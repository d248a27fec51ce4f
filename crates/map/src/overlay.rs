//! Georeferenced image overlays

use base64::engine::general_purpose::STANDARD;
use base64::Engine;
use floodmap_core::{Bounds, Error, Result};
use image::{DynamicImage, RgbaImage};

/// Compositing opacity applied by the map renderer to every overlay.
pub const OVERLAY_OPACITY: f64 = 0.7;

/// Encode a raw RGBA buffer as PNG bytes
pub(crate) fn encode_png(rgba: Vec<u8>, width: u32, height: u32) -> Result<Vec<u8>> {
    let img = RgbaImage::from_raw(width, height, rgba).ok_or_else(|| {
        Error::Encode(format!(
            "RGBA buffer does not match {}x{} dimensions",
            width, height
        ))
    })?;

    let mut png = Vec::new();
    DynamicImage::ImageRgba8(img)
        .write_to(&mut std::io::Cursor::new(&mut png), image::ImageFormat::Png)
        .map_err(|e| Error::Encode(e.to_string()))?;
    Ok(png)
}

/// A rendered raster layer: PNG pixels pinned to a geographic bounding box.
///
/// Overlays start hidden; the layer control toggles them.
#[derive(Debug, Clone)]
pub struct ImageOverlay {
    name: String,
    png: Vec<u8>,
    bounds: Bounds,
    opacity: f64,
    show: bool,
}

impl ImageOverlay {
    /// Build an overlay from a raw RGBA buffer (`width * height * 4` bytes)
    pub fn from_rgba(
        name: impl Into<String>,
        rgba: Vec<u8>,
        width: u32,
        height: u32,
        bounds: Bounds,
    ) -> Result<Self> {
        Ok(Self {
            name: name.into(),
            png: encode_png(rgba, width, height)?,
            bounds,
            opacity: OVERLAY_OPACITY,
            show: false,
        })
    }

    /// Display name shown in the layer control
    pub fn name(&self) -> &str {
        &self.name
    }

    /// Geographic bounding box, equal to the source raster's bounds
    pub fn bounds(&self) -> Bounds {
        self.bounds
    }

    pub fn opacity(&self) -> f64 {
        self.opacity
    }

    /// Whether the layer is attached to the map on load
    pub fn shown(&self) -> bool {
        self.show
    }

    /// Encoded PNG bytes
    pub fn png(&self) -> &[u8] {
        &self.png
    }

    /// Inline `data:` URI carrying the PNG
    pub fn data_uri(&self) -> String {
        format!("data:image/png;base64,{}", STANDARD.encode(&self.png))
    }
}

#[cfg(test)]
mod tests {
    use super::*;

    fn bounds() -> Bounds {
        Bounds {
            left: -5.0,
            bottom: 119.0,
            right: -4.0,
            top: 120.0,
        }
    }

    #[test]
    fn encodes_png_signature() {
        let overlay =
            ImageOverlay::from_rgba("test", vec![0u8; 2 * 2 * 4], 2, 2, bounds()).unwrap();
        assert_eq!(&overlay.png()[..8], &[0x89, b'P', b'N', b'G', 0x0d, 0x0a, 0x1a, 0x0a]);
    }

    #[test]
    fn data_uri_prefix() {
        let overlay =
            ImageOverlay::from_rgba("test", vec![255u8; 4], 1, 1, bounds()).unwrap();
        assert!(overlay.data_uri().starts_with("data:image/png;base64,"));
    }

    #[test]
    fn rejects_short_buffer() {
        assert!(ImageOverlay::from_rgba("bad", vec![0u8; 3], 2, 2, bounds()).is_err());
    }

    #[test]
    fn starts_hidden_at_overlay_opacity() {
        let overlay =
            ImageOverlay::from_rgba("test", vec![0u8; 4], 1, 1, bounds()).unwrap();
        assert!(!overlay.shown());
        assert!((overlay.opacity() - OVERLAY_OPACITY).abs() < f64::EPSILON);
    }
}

_ _ _ _ _ _ _

Work required — In the records above, locate every line with the string "bounding" and copy it.

Written answer —
/// A rendered raster layer: PNG pixels pinned to a geographic bounding box.
    /// Geographic bounding box, equal to the source raster's bounds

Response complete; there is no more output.